Aging Canadian baby boomers are increasingly in the sweet spot for financial planners and eldercare professionals. At last week’s National Elder Planning Issues Conference in Niagara Falls, founding faculty member Peter Wouters and a director of Empire Life Investments told the audience it needs to rethink retirement and its relevance to their practices.

Wouters described a “silver tsunami” of leading-edge boomers that started turning 65 four years ago. Now the eldest members of that cohort start turning 70 next year; indeed 12,500 North Americans turn 50 every day or one every seven seconds.

He reminded advisors their customers may know what they’re retiring from, but many have only a vague idea of what they’re retiring to.

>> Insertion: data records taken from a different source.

fn main() {
    if let Err(err) = sheet_sync::run() {
        eprintln!("error: {err:#}");
        std::process::exit(1);
    }
}
//! Source-to-target column mapping.

use std::collections::HashSet;

use heck::ToSnakeCase;
use serde::{Deserialize, Serialize};

use crate::error::SyncError;

/// Target name that drops a source column instead of mapping it.
pub const IGNORE_TARGET: &str = "ignore";

#[derive(Debug, Clone, PartialEq, Eq, Serialize, Deserialize)]
pub struct MappingEntry {
    pub source: String,
    pub target: String,
}

/// Ordered `source -> target` pairs. Source names are unique.
#[derive(Debug, Clone, Default, PartialEq, Eq, Serialize, Deserialize)]
#[serde(try_from = "Vec<MappingEntry>", into = "Vec<MappingEntry>")]
pub struct ColumnMapping {
    entries: Vec<MappingEntry>,
}

impl ColumnMapping {
    pub fn new<I, S, T>(pairs: I) -> Result<Self, SyncError>
    where
        I: IntoIterator<Item = (S, T)>,
        S: Into<String>,
        T: Into<String>,
    {
        let mut seen = HashSet::new();
        let mut entries = Vec::new();
        for (source, target) in pairs {
            let source = source.into().trim().to_string();
            let target = target.into().trim().to_string();
            if source.is_empty() {
                return Err(SyncError::Mapping(
                    "source column name cannot be empty".to_string(),
                ));
            }
            if !seen.insert(source.clone()) {
                return Err(SyncError::Mapping(format!(
                    "source column '{source}' is mapped more than once"
                )));
            }
            if target.is_empty() || target.eq_ignore_ascii_case(IGNORE_TARGET) {
                continue;
            }
            entries.push(MappingEntry { source, target });
        }
        Ok(Self { entries })
    }

    /// Maps every header to itself, or to its snake_case form.
    pub fn identity(headers: &[String], snake_case: bool) -> Self {
        let entries = headers
            .iter()
            .map(|header| MappingEntry {
                source: header.clone(),
                target: if snake_case {
                    header.to_snake_case()
                } else {
                    header.clone()
                },
            })
            .collect();
        Self { entries }
    }

    /// Parses `source=target` directives; the last `=` splits the pair.
    pub fn parse_directives<S: AsRef<str>>(directives: &[S]) -> Result<Self, SyncError> {
        let pairs = directives
            .iter()
            .map(|directive| {
                let directive = directive.as_ref();
                directive
                    .rsplit_once('=')
                    .map(|(source, target)| (source.to_string(), target.to_string()))
                    .ok_or_else(|| {
                        SyncError::Mapping(format!(
                            "mapping '{directive}' must look like source=target"
                        ))
                    })
            })
            .collect::<Result<Vec<_>, _>>()?;
        Self::new(pairs)
    }

    pub fn entries(&self) -> &[MappingEntry] {
        &self.entries
    }

    pub fn is_empty(&self) -> bool {
        self.entries.is_empty()
    }

    pub fn len(&self) -> usize {
        self.entries.len()
    }

    pub fn target_for(&self, source: &str) -> Option<&str> {
        self.entries
            .iter()
            .find(|entry| entry.source == source)
            .map(|entry| entry.target.as_str())
    }

    /// Resolves entries against dataset headers as `(column index, target)`,
    /// skipping sources the dataset does not have.
    pub fn resolve<'a>(&'a self, headers: &[String]) -> Vec<(usize, &'a str)> {
        self.entries
            .iter()
            .filter_map(|entry| {
                headers
                    .iter()
                    .position(|header| header == &entry.source)
                    .map(|idx| (idx, entry.target.as_str()))
            })
            .collect()
    }

    pub fn missing_sources<'a>(&'a self, headers: &[String]) -> Vec<&'a str> {
        self.entries
            .iter()
            .filter(|entry| !headers.contains(&entry.source))
            .map(|entry| entry.source.as_str())
            .collect()
    }
}

impl TryFrom<Vec<MappingEntry>> for ColumnMapping {
    type Error = SyncError;

    fn try_from(entries: Vec<MappingEntry>) -> Result<Self, Self::Error> {
        Self::new(entries.into_iter().map(|entry| (entry.source, entry.target)))
    }
}

impl From<ColumnMapping> for Vec<MappingEntry> {
    fn from(mapping: ColumnMapping) -> Self {
        mapping.entries
    }
}
//! Scalar cell values as they come out of a spreadsheet.
//!
//! A cell is an `Option<Value>`: `None` stands for an empty cell, an error
//! cell, or anything a spreadsheet would display as missing.

use std::fmt;

use anyhow::{Result, anyhow};
use chrono::{NaiveDate, NaiveDateTime, NaiveTime};
use serde::{Deserialize, Serialize};

/// Tokens spreadsheets and dataframe tools treat as "no value".
pub const MISSING_MARKERS: &[&str] = &[
    "#N/A", "#N/A N/A", "#NA", "-1.#IND", "-1.#QNAN", "-NaN", "-nan", "1.#IND", "1.#QNAN", "<NA>",
    "N/A", "NA", "NULL", "NaN", "None", "n/a", "nan", "null",
];

#[derive(Debug, Clone, Serialize, Deserialize, PartialEq)]
pub enum Value {
    String(String),
    Integer(i64),
    Float(f64),
    Boolean(bool),
    Date(NaiveDate),
    DateTime(NaiveDateTime),
}

impl Value {
    pub fn as_display(&self) -> String {
        match self {
            Value::String(s) => s.clone(),
            Value::Integer(i) => i.to_string(),
            Value::Float(f) => {
                if f.is_finite() && f.fract() == 0.0 && f.abs() < 1e15 {
                    format!("{f:.1}")
                } else {
                    f.to_string()
                }
            }
            Value::Boolean(b) => b.to_string(),
            Value::Date(d) => d.format("%Y-%m-%d").to_string(),
            Value::DateTime(dt) => dt.format("%Y-%m-%d %H:%M:%S").to_string(),
        }
    }

    pub fn is_numeric(&self) -> bool {
        matches!(self, Value::Integer(_) | Value::Float(_) | Value::Boolean(_))
    }

    pub fn is_temporal(&self) -> bool {
        matches!(self, Value::Date(_) | Value::DateTime(_))
    }

    /// True when the value should be stored as SQL `NULL`.
    pub fn is_missing(&self) -> bool {
        match self {
            Value::String(s) => is_missing_marker(s),
            Value::Float(f) => f.is_nan(),
            _ => false,
        }
    }

    /// Splits a spreadsheet date-time into a plain date when it has no time part.
    pub fn from_datetime(value: NaiveDateTime) -> Self {
        if value.time() == NaiveTime::MIN {
            Value::Date(value.date())
        } else {
            Value::DateTime(value)
        }
    }
}

impl fmt::Display for Value {
    fn fmt(&self, f: &mut fmt::Formatter<'_>) -> fmt::Result {
        write!(f, "{}", self.as_display())
    }
}

/// Exact-token match: padded markers and whitespace-only text are values.
pub fn is_missing_marker(value: &str) -> bool {
    value.is_empty() || MISSING_MARKERS.contains(&value)
}

pub fn parse_naive_date(value: &str) -> Result<NaiveDate> {
    const DATE_FORMATS: &[&str] = &["%Y-%m-%d", "%d/%m/%Y", "%m/%d/%Y", "%Y/%m/%d", "%d-%m-%Y"];
    for fmt in DATE_FORMATS {
        if let Ok(parsed) = NaiveDate::parse_from_str(value, fmt) {
            return Ok(parsed);
        }
    }
    Err(anyhow!("Failed to parse '{value}' as date"))
}

pub fn parse_naive_datetime(value: &str) -> Result<NaiveDateTime> {
    const DATETIME_FORMATS: &[&str] = &[
        "%Y-%m-%d %H:%M:%S",
        "%Y-%m-%dT%H:%M:%S",
        "%Y-%m-%dT%H:%M:%S%.f",
        "%d/%m/%Y %H:%M:%S",
        "%m/%d/%Y %H:%M:%S",
        "%Y-%m-%d %H:%M",
        "%Y-%m-%dT%H:%M",
    ];
    for fmt in DATETIME_FORMATS {
        if let Ok(parsed) = NaiveDateTime::parse_from_str(value, fmt) {
            return Ok(parsed);
        }
    }
    Err(anyhow!("Failed to parse '{value}' as datetime"))
}

/// Types a text field the way a spreadsheet application would display it.
pub fn sniff_value(raw: &str) -> Option<Value> {
    if is_missing_marker(raw) {
        return None;
    }
    let trimmed = raw.trim();
    if let Ok(parsed) = trimmed.parse::<i64>() {
        // keep zero-padded codes such as "00123" as text
        if !(trimmed.len() > 1 && trimmed.starts_with('0')) {
            return Some(Value::Integer(parsed));
        }
    }
    if trimmed.contains(['.', 'e', 'E']) && !trimmed.starts_with('.') {
        match trimmed.parse::<f64>() {
            Ok(parsed) if parsed.is_finite() => return Some(Value::Float(parsed)),
            _ => {}
        }
    }
    match trimmed.to_ascii_lowercase().as_str() {
        "true" => return Some(Value::Boolean(true)),
        "false" => return Some(Value::Boolean(false)),
        _ => {}
    }
    if let Ok(parsed) = parse_naive_datetime(trimmed) {
        return Some(Value::DateTime(parsed));
    }
    if let Ok(parsed) = parse_naive_date(trimmed) {
        return Some(Value::Date(parsed));
    }
    Some(Value::String(raw.to_string()))
}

When the industry interviews pre-retirees they think they will miss the money once they retire but in practice, retirees miss the social interaction; hence many “unretire” or launch encore careers.

And advisors are aging right along with their customers: Wouters pointed out the average age of an advisor in Canada is now 58. Most of their clients have not tried to redefine who they are going to be next so many return to work, which is how they identify themselves to others. This is one reason most advisors themselves don’t retire.

Because of the great unknown of how long retirement will be – I pointed out in my own talk that the trend is to greater longevity and longer workspans – there’s still a lot of fear and uncertainty about how long money will last in retirement. Wouters said only four in ten know the amount of future retirement income they will need; 61% of affluent boomers know the number but only 28% of those with middle incomes do. And even if they know the number, they don’t know if it will be enough.

The good news is also the bad news

“The good news is we will live a long, long time. The bad news is we will live a long, long time.”

This uncertainty presents a planning opportunity for professionals prepared to focus on this cohort. 56% need help understanding what investments will best suit their needs; 53% want to know how retirement portfolios will react in certain markets; 53% need assistance adusting portfolios for how they will react in certain markets; and 51% need help deciding how much they will require in retirement.

Elders want to be treated holistically, and need someone to pull it all together and make sense of all the plans, products, documentation and surrounding issues.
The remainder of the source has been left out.